A parent’s story: How a Georgia tax credit scholarship changed my grandson’s life

The Academy of Innovation in Gainesville, Georgia, strengthens the learning skills of students who struggle in a traditional classroom setting, including those who are dealing with specific learning disorders such as dyslexia and ADHD, and helps them succeed in any learning environment.

Editor’s note: This first-person essay from Georgia grandmother Martha Megahee was adapted from the American Federation for Children’s Voices for Choice website.

Martha Megahee

My grandson Grayson has attended the Academy of Innovation in Gainesville, Georgia, since he was 8 years old. The academy is a private school that helps children like Grayson who have had reading and learning challenges. Grayson, who is now 15, has been fortunate to attend the academy on a tax credit scholarship.
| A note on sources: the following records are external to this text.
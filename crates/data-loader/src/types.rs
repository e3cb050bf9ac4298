//! Core domain types for the movie catalog.
//!
//! A catalog is a flat, ordered list of items. An item's position in that
//! list is its identity everywhere else in the workspace (lexical vectors,
//! similarity rows, filter candidates), because titles are not unique.

use serde::Serialize;

// =============================================================================
// Type Aliases
// =============================================================================

/// Index of an item in the catalog, in file row order
pub type Position = usize;

// =============================================================================
// Catalog Item
// =============================================================================

/// One movie row from the catalog file.
///
/// Absent cells are `None`. `combined_text` is derived once when the item is
/// built and never changes afterwards.
#[derive(Debug, Clone, PartialEq, Serialize)]
pub struct CatalogItem {
    pub title: String,
    /// Raw comma-separated genre field, e.g. "Crime, Drama"
    pub genre: Option<String>,
    /// Free-text synopsis
    pub overview: Option<String>,
    /// IMDb rating on a 0-10 scale
    pub rating: Option<f32>,
    combined_text: String,
}

impl CatalogItem {
    /// Build an item, deriving `combined_text` as `genre + " " + overview`
    /// with absent parts treated as empty strings.
    pub fn new(
        title: impl Into<String>,
        genre: Option<String>,
        overview: Option<String>,
        rating: Option<f32>,
    ) -> Self {
        let combined_text = format!(
            "{} {}",
            genre.as_deref().unwrap_or(""),
            overview.as_deref().unwrap_or("")
        );

        Self {
            title: title.into(),
            genre,
            overview,
            rating,
            combined_text,
        }
    }

    /// Genre text followed by the overview; always present, possibly blank
    pub fn combined_text(&self) -> &str {
        &self.combined_text
    }

    /// Individual genre labels, trimmed, with empty fragments skipped
    pub fn genre_labels(&self) -> impl Iterator<Item = &str> {
        self.genre
            .as_deref()
            .into_iter()
            .flat_map(|raw| raw.split(','))
            .map(str::trim)
            .filter(|label| !label.is_empty())
    }
}

// =============================================================================
// Catalog - the in-memory table
// =============================================================================

/// All catalog items in file order.
///
/// Built once at startup and treated as read-only afterwards; share it
/// behind an `Arc` rather than cloning.
#[derive(Debug, Clone, Default)]
pub struct Catalog {
    pub(crate) items: Vec<CatalogItem>,
}

impl Catalog {
    /// Creates a catalog from already-built items
    pub fn new(items: Vec<CatalogItem>) -> Self {
        Self { items }
    }

    pub fn items(&self) -> &[CatalogItem] {
        &self.items
    }

    /// Get an item by position
    pub fn get(&self, position: Position) -> Option<&CatalogItem> {
        self.items.get(position)
    }

    pub fn len(&self) -> usize {
        self.items.len()
    }

    pub fn is_empty(&self) -> bool {
        self.items.is_empty()
    }

    /// Position of the first item whose title equals `title`, ignoring case
    pub fn position_of(&self, title: &str) -> Option<Position> {
        let wanted = title.trim().to_lowercase();
        self.items
            .iter()
            .position(|item| item.title.to_lowercase() == wanted)
    }
}

impl FromIterator<CatalogItem> for Catalog {
    fn from_iter<I: IntoIterator<Item = CatalogItem>>(iter: I) -> Self {
        Self::new(iter.into_iter().collect())
    }
}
The Georgia Private School Tax Credit law allows eligible private citizens and corporations to receive tax credits for donations to scholarship funding organizations, which provide scholarships to parents of eligible children who want to attend private schools. For our family and for many others, these tax credit scholarships are a godsend.

Grayson contracted bacterial meningitis when he was just shy of 2 years old. The doctors told us that if he managed to live for 9 hours, he might survive. I was living in Richmond, Va., at the time. I got to Georgia as quickly as I could to be with Grayson, who lived through that first 9 hours but lost hearing in one ear and needed physical therapy to learn to walk again.

Once he recovered, he did not appear to be cognitively impaired, but we were told we wouldn’t know if he would have learning disabilities until he started school. We did know even then that he was hyperactive and had anger management issues. We enrolled him in a private school for kindergarten and first grade, but that’s when the problems began.

School staff had to pry him out of the car in the carpool lane because he refused to go to his classroom. His mom would have to come to get him most days before noon because he was so disruptive. We decided to have Grayson tested at Emory University and learned he had severe ADHD and probably was dyslexic. We didn’t know where to turn.

Then we found out about the Academy of Innovation. The academy started in 2007 and grew out of a tutorial service with about 20 students. The staff take a personalized approach to teaching children in grades 1 through 12 using research-based teaching methods to individually address the needs of students like my grandson who face learning barriers.

Grayson was able to start his journey there by attending a summer program and we enrolled him in the fall. His turnaround was miraculous. Before the Academy of Innovation, he hated school so much. He felt like a failure every day. But it wasn’t long after he got to the academy that he was reading beyond his grade level.

Grayson became interested in computers and can now envision a career in IT. He feels good about himself. He feels successful. He is successful. And it’s all thanks to Academy of Innovation and a tax credit scholarship. We will be forever grateful.